[Source records]

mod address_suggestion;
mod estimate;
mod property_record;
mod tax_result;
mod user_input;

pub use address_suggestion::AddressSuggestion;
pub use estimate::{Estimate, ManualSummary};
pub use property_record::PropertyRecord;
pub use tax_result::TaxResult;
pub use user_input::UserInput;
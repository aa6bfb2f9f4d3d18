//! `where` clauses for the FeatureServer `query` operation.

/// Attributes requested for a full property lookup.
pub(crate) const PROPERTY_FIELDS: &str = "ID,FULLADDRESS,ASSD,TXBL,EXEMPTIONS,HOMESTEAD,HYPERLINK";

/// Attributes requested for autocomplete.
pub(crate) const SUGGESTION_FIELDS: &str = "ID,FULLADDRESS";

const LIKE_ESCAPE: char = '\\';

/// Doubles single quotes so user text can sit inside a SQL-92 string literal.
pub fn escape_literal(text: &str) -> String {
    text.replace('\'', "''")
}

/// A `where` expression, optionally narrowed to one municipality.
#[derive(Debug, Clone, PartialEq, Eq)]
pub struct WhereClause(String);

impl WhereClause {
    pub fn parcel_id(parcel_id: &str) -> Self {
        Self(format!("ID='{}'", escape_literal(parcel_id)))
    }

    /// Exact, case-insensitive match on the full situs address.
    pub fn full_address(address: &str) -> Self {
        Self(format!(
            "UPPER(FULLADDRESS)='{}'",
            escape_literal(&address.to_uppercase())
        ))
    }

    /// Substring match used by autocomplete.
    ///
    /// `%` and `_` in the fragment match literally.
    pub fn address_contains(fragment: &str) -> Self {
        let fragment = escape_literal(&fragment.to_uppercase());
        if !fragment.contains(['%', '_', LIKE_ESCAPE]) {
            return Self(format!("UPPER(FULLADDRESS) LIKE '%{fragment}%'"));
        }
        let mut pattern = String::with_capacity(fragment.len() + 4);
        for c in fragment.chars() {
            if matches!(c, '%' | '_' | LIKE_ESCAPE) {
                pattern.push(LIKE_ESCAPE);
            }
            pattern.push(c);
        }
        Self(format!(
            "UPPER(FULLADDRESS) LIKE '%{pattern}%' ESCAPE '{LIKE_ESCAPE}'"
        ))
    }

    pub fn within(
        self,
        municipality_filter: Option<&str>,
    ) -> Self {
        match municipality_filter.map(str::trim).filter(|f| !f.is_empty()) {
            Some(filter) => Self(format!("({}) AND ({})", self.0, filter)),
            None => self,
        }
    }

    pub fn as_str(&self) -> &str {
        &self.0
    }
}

...

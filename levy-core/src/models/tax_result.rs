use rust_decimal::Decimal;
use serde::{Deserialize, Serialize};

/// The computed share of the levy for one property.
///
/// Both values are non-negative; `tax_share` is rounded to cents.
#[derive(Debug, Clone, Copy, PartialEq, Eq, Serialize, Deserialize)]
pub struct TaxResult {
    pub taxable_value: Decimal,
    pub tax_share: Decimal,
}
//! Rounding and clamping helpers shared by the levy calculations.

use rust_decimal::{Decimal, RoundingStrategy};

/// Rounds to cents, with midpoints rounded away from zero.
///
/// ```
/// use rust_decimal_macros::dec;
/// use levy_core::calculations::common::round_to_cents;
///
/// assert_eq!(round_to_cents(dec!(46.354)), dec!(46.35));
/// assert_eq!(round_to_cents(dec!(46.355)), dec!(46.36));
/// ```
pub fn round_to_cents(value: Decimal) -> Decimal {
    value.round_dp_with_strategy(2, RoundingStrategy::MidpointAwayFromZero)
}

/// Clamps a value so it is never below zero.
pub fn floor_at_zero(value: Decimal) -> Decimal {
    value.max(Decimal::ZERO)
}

* * *

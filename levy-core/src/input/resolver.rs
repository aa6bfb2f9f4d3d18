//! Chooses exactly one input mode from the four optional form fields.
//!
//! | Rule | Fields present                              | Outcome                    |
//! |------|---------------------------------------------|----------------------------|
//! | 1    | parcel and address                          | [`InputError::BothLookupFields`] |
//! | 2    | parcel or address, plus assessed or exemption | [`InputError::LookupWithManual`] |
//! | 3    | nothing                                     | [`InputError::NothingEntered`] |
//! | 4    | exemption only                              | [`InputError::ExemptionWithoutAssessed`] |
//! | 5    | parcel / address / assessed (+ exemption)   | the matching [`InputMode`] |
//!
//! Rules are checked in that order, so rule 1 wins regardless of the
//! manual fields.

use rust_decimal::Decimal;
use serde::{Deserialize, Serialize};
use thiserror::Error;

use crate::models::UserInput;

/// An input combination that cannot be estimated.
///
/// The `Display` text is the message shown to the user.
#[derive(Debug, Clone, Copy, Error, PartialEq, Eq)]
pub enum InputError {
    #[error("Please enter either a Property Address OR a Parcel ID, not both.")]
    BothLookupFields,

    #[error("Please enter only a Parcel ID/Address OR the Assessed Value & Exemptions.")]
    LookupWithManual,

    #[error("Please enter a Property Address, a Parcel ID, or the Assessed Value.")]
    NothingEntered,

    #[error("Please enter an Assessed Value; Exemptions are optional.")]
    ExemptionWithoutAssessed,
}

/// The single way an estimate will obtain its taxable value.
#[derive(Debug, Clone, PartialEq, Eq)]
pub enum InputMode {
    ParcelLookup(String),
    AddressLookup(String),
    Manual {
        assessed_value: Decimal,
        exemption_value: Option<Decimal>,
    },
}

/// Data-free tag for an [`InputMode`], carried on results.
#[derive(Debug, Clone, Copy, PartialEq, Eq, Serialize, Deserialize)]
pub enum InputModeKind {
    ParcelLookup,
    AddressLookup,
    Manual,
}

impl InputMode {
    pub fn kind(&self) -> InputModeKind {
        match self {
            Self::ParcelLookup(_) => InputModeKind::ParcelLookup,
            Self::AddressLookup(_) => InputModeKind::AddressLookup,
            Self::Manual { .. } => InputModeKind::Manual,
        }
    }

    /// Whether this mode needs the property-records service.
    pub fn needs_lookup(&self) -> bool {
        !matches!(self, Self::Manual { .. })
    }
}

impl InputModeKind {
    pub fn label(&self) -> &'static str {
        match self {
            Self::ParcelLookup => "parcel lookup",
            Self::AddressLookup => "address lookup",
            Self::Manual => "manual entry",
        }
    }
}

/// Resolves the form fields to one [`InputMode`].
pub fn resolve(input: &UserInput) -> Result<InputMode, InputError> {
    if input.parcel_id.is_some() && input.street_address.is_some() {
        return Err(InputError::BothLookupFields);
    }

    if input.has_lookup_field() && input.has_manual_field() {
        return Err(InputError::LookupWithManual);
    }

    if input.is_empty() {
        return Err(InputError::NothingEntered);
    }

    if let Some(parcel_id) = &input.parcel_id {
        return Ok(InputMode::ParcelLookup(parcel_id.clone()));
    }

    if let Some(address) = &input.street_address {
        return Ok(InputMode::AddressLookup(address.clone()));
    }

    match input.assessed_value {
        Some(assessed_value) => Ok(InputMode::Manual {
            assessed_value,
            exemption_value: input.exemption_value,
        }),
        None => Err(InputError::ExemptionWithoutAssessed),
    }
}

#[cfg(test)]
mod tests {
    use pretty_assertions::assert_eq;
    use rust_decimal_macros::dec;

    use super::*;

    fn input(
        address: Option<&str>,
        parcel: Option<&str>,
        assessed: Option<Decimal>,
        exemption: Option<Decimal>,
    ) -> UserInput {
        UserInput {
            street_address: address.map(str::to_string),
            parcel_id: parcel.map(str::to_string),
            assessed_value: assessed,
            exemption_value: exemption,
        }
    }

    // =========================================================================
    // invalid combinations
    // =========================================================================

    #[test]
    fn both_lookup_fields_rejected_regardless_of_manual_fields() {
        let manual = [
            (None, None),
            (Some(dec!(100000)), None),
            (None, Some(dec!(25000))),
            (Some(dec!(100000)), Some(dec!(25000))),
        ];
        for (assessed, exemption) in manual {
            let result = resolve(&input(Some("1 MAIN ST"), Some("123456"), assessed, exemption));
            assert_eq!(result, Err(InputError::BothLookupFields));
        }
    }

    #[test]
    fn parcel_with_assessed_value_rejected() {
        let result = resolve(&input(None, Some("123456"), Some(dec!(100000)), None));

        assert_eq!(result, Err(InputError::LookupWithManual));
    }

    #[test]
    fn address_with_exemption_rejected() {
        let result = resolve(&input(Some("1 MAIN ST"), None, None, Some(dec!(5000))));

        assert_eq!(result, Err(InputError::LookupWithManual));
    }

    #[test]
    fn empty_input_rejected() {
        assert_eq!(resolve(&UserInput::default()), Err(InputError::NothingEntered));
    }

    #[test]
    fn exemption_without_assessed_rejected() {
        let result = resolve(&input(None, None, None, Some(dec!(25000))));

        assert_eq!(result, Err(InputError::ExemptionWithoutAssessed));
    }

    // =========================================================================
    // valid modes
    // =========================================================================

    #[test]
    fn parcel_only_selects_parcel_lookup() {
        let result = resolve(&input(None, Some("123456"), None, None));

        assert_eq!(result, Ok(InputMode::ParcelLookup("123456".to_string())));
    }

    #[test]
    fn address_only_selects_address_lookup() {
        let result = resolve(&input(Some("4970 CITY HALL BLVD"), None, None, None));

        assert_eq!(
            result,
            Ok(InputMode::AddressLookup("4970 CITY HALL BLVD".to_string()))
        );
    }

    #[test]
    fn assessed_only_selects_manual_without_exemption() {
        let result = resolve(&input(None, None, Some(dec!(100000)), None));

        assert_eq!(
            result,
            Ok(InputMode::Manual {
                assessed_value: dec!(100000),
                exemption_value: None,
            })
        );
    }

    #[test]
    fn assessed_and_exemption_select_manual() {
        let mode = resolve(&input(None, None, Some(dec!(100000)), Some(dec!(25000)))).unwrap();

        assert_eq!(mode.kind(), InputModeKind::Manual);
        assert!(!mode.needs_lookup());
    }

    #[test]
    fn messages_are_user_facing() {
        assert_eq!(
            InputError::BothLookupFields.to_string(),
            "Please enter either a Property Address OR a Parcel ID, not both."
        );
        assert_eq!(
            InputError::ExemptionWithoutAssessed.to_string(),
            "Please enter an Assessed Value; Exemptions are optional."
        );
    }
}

TASK REQUIREMENTS: Write out exactly the lines above between the line with "mod address_suggestion;" and the line with "const LIKE_ESCAPE: char = '\\';", inclusive, and nothing beyond them.

THE ANSWER:
mod address_suggestion;
mod estimate;
mod property_record;
mod tax_result;
mod user_input;

pub use address_suggestion::AddressSuggestion;
pub use estimate::{Estimate, ManualSummary};
pub use property_record::PropertyRecord;
pub use tax_result::TaxResult;
pub use user_input::UserInput;
repository aa6bfb2f9f4d3d18
//! `where` clauses for the FeatureServer `query` operation.

/// Attributes requested for a full property lookup.
pub(crate) const PROPERTY_FIELDS: &str = "ID,FULLADDRESS,ASSD,TXBL,EXEMPTIONS,HOMESTEAD,HYPERLINK";

/// Attributes requested for autocomplete.
pub(crate) const SUGGESTION_FIELDS: &str = "ID,FULLADDRESS";

const LIKE_ESCAPE: char = '\\';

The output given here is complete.